(Stored data entries)
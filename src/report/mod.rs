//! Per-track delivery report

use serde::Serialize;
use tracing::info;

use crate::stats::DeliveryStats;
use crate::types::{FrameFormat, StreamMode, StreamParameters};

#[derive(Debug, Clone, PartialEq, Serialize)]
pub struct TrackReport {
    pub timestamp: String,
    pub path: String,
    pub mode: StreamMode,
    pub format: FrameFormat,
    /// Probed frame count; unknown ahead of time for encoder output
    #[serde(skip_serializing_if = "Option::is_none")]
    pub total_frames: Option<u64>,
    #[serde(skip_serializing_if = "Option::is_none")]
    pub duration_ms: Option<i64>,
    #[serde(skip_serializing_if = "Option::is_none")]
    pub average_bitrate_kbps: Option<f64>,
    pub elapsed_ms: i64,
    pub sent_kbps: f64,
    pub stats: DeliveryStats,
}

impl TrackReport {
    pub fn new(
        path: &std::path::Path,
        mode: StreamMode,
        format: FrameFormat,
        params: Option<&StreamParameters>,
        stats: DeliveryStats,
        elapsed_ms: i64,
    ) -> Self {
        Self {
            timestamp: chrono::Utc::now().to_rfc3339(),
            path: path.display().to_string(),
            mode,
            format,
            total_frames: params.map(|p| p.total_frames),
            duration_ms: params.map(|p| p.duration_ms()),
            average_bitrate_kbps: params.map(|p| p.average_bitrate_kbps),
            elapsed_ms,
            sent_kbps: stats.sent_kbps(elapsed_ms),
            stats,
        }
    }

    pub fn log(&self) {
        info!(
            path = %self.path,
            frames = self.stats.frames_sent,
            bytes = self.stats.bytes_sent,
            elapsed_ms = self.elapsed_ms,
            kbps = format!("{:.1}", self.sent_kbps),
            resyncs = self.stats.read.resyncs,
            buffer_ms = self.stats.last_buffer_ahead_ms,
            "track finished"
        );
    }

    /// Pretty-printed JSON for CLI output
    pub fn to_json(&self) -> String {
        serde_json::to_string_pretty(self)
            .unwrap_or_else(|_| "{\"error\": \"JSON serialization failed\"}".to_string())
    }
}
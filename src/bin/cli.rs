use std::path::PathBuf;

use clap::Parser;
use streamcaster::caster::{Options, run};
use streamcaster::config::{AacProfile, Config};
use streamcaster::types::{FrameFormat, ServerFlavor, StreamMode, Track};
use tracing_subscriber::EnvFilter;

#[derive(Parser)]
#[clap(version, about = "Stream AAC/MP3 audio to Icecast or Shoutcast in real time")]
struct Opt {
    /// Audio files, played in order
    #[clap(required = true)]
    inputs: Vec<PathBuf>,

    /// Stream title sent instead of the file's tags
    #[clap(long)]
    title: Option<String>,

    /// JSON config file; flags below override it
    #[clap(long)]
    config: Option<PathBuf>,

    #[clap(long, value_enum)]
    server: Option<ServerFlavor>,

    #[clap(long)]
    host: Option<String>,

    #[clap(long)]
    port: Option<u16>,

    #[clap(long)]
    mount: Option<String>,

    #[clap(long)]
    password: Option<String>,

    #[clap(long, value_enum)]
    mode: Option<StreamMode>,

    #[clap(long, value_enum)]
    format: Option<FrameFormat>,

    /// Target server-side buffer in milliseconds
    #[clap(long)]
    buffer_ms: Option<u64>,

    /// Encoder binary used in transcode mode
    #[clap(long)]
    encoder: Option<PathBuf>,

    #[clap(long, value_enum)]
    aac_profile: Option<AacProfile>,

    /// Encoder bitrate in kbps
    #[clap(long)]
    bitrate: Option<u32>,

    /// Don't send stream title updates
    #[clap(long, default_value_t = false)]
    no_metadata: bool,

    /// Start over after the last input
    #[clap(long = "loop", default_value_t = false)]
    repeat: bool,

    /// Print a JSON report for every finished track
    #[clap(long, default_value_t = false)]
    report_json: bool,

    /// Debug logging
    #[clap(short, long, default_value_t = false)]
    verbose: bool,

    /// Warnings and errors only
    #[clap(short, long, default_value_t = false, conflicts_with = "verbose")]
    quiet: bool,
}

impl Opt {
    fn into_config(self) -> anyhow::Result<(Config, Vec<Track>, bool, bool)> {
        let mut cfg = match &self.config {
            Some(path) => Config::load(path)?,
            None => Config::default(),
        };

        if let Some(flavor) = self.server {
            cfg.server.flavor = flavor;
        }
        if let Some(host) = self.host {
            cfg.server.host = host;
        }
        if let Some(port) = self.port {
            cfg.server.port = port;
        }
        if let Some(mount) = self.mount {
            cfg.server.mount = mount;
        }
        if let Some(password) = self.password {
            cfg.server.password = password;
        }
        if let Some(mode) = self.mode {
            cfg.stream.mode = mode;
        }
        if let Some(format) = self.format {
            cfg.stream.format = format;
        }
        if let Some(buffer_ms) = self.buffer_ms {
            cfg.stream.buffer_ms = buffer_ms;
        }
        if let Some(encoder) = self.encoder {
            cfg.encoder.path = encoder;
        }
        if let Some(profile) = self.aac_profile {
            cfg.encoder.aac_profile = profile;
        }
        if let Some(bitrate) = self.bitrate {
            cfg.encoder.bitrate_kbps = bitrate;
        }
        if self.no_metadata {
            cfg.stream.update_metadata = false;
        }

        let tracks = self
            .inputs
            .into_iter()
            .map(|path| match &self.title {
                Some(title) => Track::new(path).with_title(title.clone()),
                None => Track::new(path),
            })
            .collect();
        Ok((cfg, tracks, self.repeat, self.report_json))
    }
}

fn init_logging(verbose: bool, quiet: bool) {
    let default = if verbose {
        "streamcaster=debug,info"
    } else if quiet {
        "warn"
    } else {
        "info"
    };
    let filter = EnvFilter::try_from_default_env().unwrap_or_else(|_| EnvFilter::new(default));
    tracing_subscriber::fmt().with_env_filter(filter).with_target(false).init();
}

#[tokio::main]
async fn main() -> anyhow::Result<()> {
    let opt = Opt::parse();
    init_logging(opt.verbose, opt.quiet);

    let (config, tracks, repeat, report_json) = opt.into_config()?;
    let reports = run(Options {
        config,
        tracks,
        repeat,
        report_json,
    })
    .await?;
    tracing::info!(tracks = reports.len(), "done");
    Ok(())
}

* **WHAT TO PRODUCE**: Reproduce exactly, and only, the lines from the start of the entries through the one that contains "for encoder output".

* **ANSWER AREA**:
filename src/report/mod.rs
//! Per-track delivery report

use serde::Serialize;
use tracing::info;

use crate::stats::DeliveryStats;
use crate::types::{FrameFormat, StreamMode, StreamParameters};

#[derive(Debug, Clone, PartialEq, Serialize)]
pub struct TrackReport {
    pub timestamp: String,
    pub path: String,
    pub mode: StreamMode,
    pub format: FrameFormat,
    /// Probed frame count; unknown ahead of time for encoder output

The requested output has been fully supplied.